Landscape + Infrastructure =
Opportunity

With city infrastructure worldwide increasingly taxed by growth, urbanization, and climate change, forward-thinking leaders in the public and private sector have a potent opportunity to think and invest differently.

Highways, railways, bridges, and water management systems underpin urban life. New strategies re-envision these structures with fresh purpose: contributing to environmental and social resilience.

TRANSIT CORRIDORS

Transit corridors can be re-imagined as public open space and stormwater management

WATERWAYS AND LEVEES

Waterways and levees can double as space for wildlife habitat and community recreation.

HIGHWAYS

Nondescript daily commutes can celebrate local character and provide visual interest.

SWA’s CEO Gerdo Aquino offers his perspective on cities and landscape.

“Infrastructure must be reimagined for the advancement of our culture, ourselves, nature, and the lifestyles we hope to sustain now and in the future.”

 

Gerdo Aquino, CEO

Unsightly Infrastructure Barrier =
Ecological Park and Passageway

The first landscape built atop Los Angeles’s channelized riverways, Milton Street Park is now celebrated as a major bikeway in a city legendary for its automobile traffic. This landmark development also demonstrates how infrastructural barriers that have compromised surrounding neighborhoods can be redeveloped as an open space asset, directly addressing issues of social justice.

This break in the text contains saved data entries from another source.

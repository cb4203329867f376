//! Here we expose prometheus metrics about pushbell
use axum::{
    body::Body,
    http::{header::CONTENT_TYPE, Response},
};
use once_cell::sync::Lazy;
use prometheus::{opts, register_int_counter_vec, Encoder, IntCounterVec, TextEncoder};

/// total number of deserialized alerts, by severity label
pub static RECEIVED_ALERTS: Lazy<IntCounterVec> = Lazy::new(|| {
    register_int_counter_vec!(
        opts!("received_alerts", "total number of deserialized alerts")
            .namespace("pushbell")
            .subsystem("webhook"),
        &["severity"]
    )
    .unwrap()
});

/// push delivery attempts by result (`sent` / `failed`)
pub static NOTIFICATIONS: Lazy<IntCounterVec> = Lazy::new(|| {
    register_int_counter_vec!(
        opts!("notifications_total", "push notification delivery attempts")
            .namespace("pushbell")
            .subsystem("pushbullet"),
        &["result"]
    )
    .unwrap()
});

pub async fn metrics_handler() -> Response<Body> {
    let mut buffer = vec![];
    let encoder = TextEncoder::new();
    let metric_families = prometheus::gather();

    encoder.encode(&metric_families, &mut buffer).unwrap();

    Response::builder()
        .status(200)
        .header(CONTENT_TYPE, encoder.format_type())
        .body(Body::from(buffer))
        .unwrap()
}
//! forwards single alerts as pushbullet pushes
use reqwest::StatusCode;
use serde::Serialize;
use thiserror::Error;

use crate::{alert::Alert, metrics, settings::Settings};

/// error delivering a single push notification
///
/// Delivery failures are scoped to the alert that triggered them, the caller
/// decides whether to abort or keep going.
#[derive(Debug, Error)]
pub enum NotifyError {
    /// request could not be sent or the response body not read
    #[error("pushbullet request failed: {0}")]
    Request(#[from] reqwest::Error),
    /// pushbullet answered with a non-2xx status
    #[error("pushbullet rejected push with status {status}: {body}")]
    Rejected { status: StatusCode, body: String },
}

/// payload of a pushbullet `/v2/pushes` call
#[derive(Debug, Serialize, PartialEq, Eq)]
struct Push {
    body: String,
    title: String,
    #[serde(rename = "type")]
    kind: &'static str,
    channel_tag: String,
}

impl Push {
    fn from_alert(alert: &Alert, channel_tag: &str) -> Self {
        let severity = alert.severity();

        Self {
            body: format!(
                "Started at {}\nStatus: {}\nSeverity: {}\nLabels {:?}",
                alert.starts_at.to_rfc3339(),
                alert.status,
                severity,
                alert.labels
            ),
            title: format!("[{}] {}", severity, alert.summary()),
            kind: "note",
            channel_tag: channel_tag.to_string(),
        }
    }
}

/// pushbullet client, shared by all webhook requests
#[derive(Debug, Clone)]
pub struct Notifier {
    client: reqwest::Client,
    api_addr: String,
    api_token: String,
    channel_tag: String,
}

impl Notifier {
    pub fn new(client: reqwest::Client, settings: &Settings) -> Self {
        Self {
            client,
            api_addr: settings.api_addr.clone(),
            api_token: settings.api_token.clone(),
            channel_tag: settings.channel_tag.clone(),
        }
    }

    /// sends one alert as a push notification and logs the api response
    pub async fn notify(&self, alert: &Alert) -> Result<(), NotifyError> {
        tracing::info!("sending message to pushbullet");

        let push = Push::from_alert(alert, &self.channel_tag);

        let result = self.send(&push).await;

        let outcome = if result.is_ok() { "sent" } else { "failed" };
        metrics::NOTIFICATIONS.with_label_values(&[outcome]).inc();

        result
    }

    async fn send(&self, push: &Push) -> Result<(), NotifyError> {
        let response = self
            .client
            .post(&self.api_addr)
            .header("Access-Token", &self.api_token)
            .json(push)
            .send()
            .await?;

        let status = response.status();
        let body = response.text().await?;

        if !status.is_success() {
            return Err(NotifyError::Rejected { status, body });
        }

        tracing::info!("response: {}", body);

        Ok(())
    }
}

Milton Avenue Park introduces inhabitable green space atop the concrete channel, introducing a much-needed amenity to the local community and a safe and pleasant journey for cyclists passing through.

  • > 3RD LARGEST WATERSHED in Los Angeles county

  • > Well-traveled bikeway now promotes local ecologies, safety

Derelict Floodway =
Signature Recreation & Cultural Space

Houston’s Buffalo Bayou Park is an early implementation project of the city’s ambitious Greenways Initiative to connect Harris County’s ten major waterways with a multitude of economic, environmental, physical and mental health benefits. A degraded, trash-strewn stretch of waterway beneath a tangle of highways has been transformed into Buffalo Bayou Park with trails, native plantings, open space, and public art, while still fulfilling its primary function as natural flood management “infrastructure.”

Buffalo Bayou Park is a park that also performs as flood management infrastructure.

Designed to flood, the park withstood Hurricane Harvey, intercepting 337,411 gallons of stormwater and increasing stormwater velocity toleration by 400 percent.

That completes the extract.